● **TRY IT**: Look through the data below and, wherever a line carries the word "SyncError", please copy that line.

● **INFORMATION SUPPLIED**:
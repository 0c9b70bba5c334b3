use std::path::Path;
use std::process::Command;

use assert_cmd::prelude::*;
use predicates::str::contains;
use serde_json::Value;
use tempfile::TempDir;

use coworkers_core::config;

fn coworkers_cmd(home: &Path) -> Command {
    let mut cmd = Command::new(assert_cmd::cargo::cargo_bin!("coworkers"));
    cmd.env("HOME", home)
        .env("USERPROFILE", home)
        .env_remove("COWORKERS_PASSWORD")
        .env_remove("RUST_LOG");
    cmd
}

fn sign_in_offline(home: &Path, endpoint: &str) {
    coworkers_cmd(home)
        .args([
            "sign-in",
            "--endpoint",
            endpoint,
            "--username",
            "anton@example.com",
            "--password",
            "secret",
            "--no-verify",
        ])
        .assert()
        .success()
        .stdout(contains("Signed in as 'anton@example.com'"));
}

fn stdout_json(output: &std::process::Output) -> Value {
    serde_json::from_slice(&output.stdout).expect("stdout is JSON")
}

#[test]
fn second_sign_in_is_rejected() {
    let home = TempDir::new().expect("home");
    sign_in_offline(home.path(), "http://directory/rest/coworkers");

    let account = config::load_account_at(home.path()).expect("account saved");
    assert_eq!(account.endpoint, "http://directory/rest/coworkers");

    coworkers_cmd(home.path())
        .args([
            "sign-in",
            "--endpoint",
            "http://other",
            "--username",
            "olena",
            "--password",
            "pw",
            "--no-verify",
        ])
        .assert()
        .failure()
        .stderr(contains("already signed in as 'anton@example.com'"));
}

#[test]
fn sign_in_requires_a_password() {
    let home = TempDir::new().expect("home");

    coworkers_cmd(home.path())
        .args([
            "sign-in",
            "--endpoint",
            "http://directory",
            "--username",
            "anton",
            "--no-verify",
        ])
        .assert()
        .failure()
        .stderr(contains("password must not be empty"));

    assert!(!config::account_path_at(home.path()).exists());
}

#[test]
fn password_can_come_from_the_environment() {
    let home = TempDir::new().expect("home");

    coworkers_cmd(home.path())
        .env("COWORKERS_PASSWORD", "from-env")
        .args([
            "sign-in",
            "--endpoint",
            "http://directory",
            "--username",
            "anton",
            "--no-verify",
        ])
        .assert()
        .success();

    let account = config::load_account_at(home.path()).expect("account saved");
    assert_eq!(account.password, "from-env");
}

#[test]
fn sign_out_forgets_the_account() {
    let home = TempDir::new().expect("home");
    sign_in_offline(home.path(), "http://directory");

    coworkers_cmd(home.path())
        .args(["sign-out", "--purge"])
        .assert()
        .success()
        .stdout(contains("Signed out 'anton@example.com'"));
    assert!(config::find_account_at(home.path()).expect("read").is_none());

    coworkers_cmd(home.path())
        .arg("sign-out")
        .assert()
        .success()
        .stdout(contains("Not signed in."));
}

#[test]
fn settings_round_trip_through_the_cli() {
    let home = TempDir::new().expect("home");

    coworkers_cmd(home.path())
        .args(["settings", "set", "photos", "any"])
        .assert()
        .success();
    coworkers_cmd(home.path())
        .args(["settings", "set", "sync_frequency", "monthly"])
        .assert()
        .success();

    let output = coworkers_cmd(home.path())
        .args(["settings", "show", "--json"])
        .output()
        .expect("run settings show");
    assert!(output.status.success());
    let settings = stdout_json(&output);
    assert_eq!(settings["photos"], "any");
    assert_eq!(settings["sync_frequency"], "monthly");
    assert_eq!(settings["group_title"], "Coworkers");

    coworkers_cmd(home.path())
        .args(["settings", "show"])
        .assert()
        .success()
        .stdout(contains("prefer_native_names"));
}

#[test]
fn settings_reject_unknown_values() {
    let home = TempDir::new().expect("home");

    coworkers_cmd(home.path())
        .args(["settings", "set", "photos", "sometimes"])
        .assert()
        .failure()
        .stderr(contains("cannot set 'photos'"));
    coworkers_cmd(home.path())
        .args(["settings", "set", "colour", "blue"])
        .assert()
        .failure();

    assert!(!config::settings_path_at(home.path()).exists());
}

#[test]
fn status_without_account() {
    let home = TempDir::new().expect("home");

    coworkers_cmd(home.path())
        .arg("status")
        .assert()
        .success()
        .stdout(contains("Not signed in."));

    let output = coworkers_cmd(home.path())
        .args(["status", "--json"])
        .output()
        .expect("run status");
    let status = stdout_json(&output);
    assert_eq!(status["signed_in"], false);
    assert_eq!(status["daemon_running"], false);
}

#[test]
fn sync_needs_an_account() {
    let home = TempDir::new().expect("home");

    coworkers_cmd(home.path())
        .arg("sync")
        .assert()
        .failure()
        .stderr(contains("sign-in"));
}

#[test]
fn unreachable_directory_is_reported_and_recorded() {
    let home = TempDir::new().expect("home");
    sign_in_offline(home.path(), "http://127.0.0.1:9/rest/coworkers");

    coworkers_cmd(home.path())
        .args(["sync", "--timeout", "2"])
        .assert()
        .failure()
        .stderr(contains("directory-unavailable"));

    let output = coworkers_cmd(home.path())
        .args(["status", "--json"])
        .output()
        .expect("run status");
    let status = stdout_json(&output);
    assert_eq!(status["signed_in"], true);
    assert_eq!(status["last_run"]["status"], "directory-unavailable");
    assert!(status.get("next_run").is_none());
}

#[test]
fn rejects_unknown_network() {
    let home = TempDir::new().expect("home");

    coworkers_cmd(home.path())
        .args(["sync", "--network", "satellite"])
        .assert()
        .failure()
        .stderr(contains("expected: offline, metered, unmetered"));
}

#[test]
fn daemon_status_when_not_running() {
    let home = TempDir::new().expect("home");

    coworkers_cmd(home.path())
        .args(["daemon", "status"])
        .assert()
        .success()
        .stdout(contains("\"running\": false"));
    coworkers_cmd(home.path())
        .args(["daemon", "stop"])
        .assert()
        .success()
        .stdout(contains("daemon is not running"));
}
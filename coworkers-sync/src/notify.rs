//! Completion notification.

/// Text shown when a pass completes.
pub const SYNC_COMPLETED: &str = "Sync completed.";

pub trait Notifier {
    fn notify(&self, message: &str);
}

/// Writes notifications to the log.
#[derive(Debug, Clone, Copy, Default)]
pub struct LogNotifier;

impl Notifier for LogNotifier {
    fn notify(&self, message: &str) {
        tracing::info!("{message}");
    }
}
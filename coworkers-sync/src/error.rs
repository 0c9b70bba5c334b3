//! Error types for coworkers-sync.

use std::path::PathBuf;

use thiserror::Error;

use coworkers_core::error::{ConfigError, DataError};
use coworkers_directory::DirectoryError;

/// Errors that stop the pipeline before or after a pass. Failures inside a
/// pass never surface here; they become a [`RunStatus`](crate::RunStatus).
#[derive(Debug, Error)]
pub enum SyncError {
    /// Settings or account could not be loaded.
    #[error("configuration error: {0}")]
    Config(#[from] ConfigError),

    /// The local store could not be opened.
    #[error("store error: {0}")]
    Data(#[from] DataError),

    /// Credentials check against the directory failed.
    #[error("directory error: {0}")]
    Directory(#[from] DirectoryError),

    /// An I/O error, with annotated path for context.
    #[error("I/O error at {path}: {source}")]
    Io {
        path: PathBuf,
        #[source]
        source: std::io::Error,
    },

    /// Run state JSON could not be encoded or decoded.
    #[error("run state JSON error: {0}")]
    Json(#[from] serde_json::Error),
}

/// Convenience constructor for [`SyncError::Io`].
pub(crate) fn io_err(path: impl Into<PathBuf>, source: std::io::Error) -> SyncError {
    SyncError::Io {
        path: path.into(),
        source,
    }
}

/// Cooperative cancellation was observed between two units of work.
#[derive(Debug, Clone, Copy, PartialEq, Eq, Error)]
#[error("sync was cancelled")]
pub struct Interrupted;
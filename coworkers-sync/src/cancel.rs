//! Cancellation checkpoints.

use tokio_util::sync::CancellationToken;

use crate::error::Interrupted;

/// Poll `token` between units of work.
pub fn checkpoint(token: &CancellationToken) -> Result<(), Interrupted> {
    if token.is_cancelled() {
        Err(Interrupted)
    } else {
        Ok(())
    }
}
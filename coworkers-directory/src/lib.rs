//! # coworkers-directory
//!
//! Client for the remote employee directory.
//!
//! [`DirectoryClient`] fetches the employee list (with a fixed number of
//! immediate retries) and downloads photos, transcoding them to PNG. The sync
//! engine depends only on the [`Directory`] trait so tests can script it.

pub mod client;
pub mod employee;
pub mod error;
pub mod photo;
pub mod transport;

pub use client::{Directory, DirectoryClient, RETRIES_MAX};
pub use employee::{parse_employees, ParsedEmployees, RecordError};
pub use error::DirectoryError;
pub use transport::{Credentials, Transport, UreqTransport};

● **RESULT**:
pub enum SyncError {
/// Convenience constructor for [`SyncError::Io`].
pub(crate) fn io_err(path: impl Into<PathBuf>, source: std::io::Error) -> SyncError {
    SyncError::Io {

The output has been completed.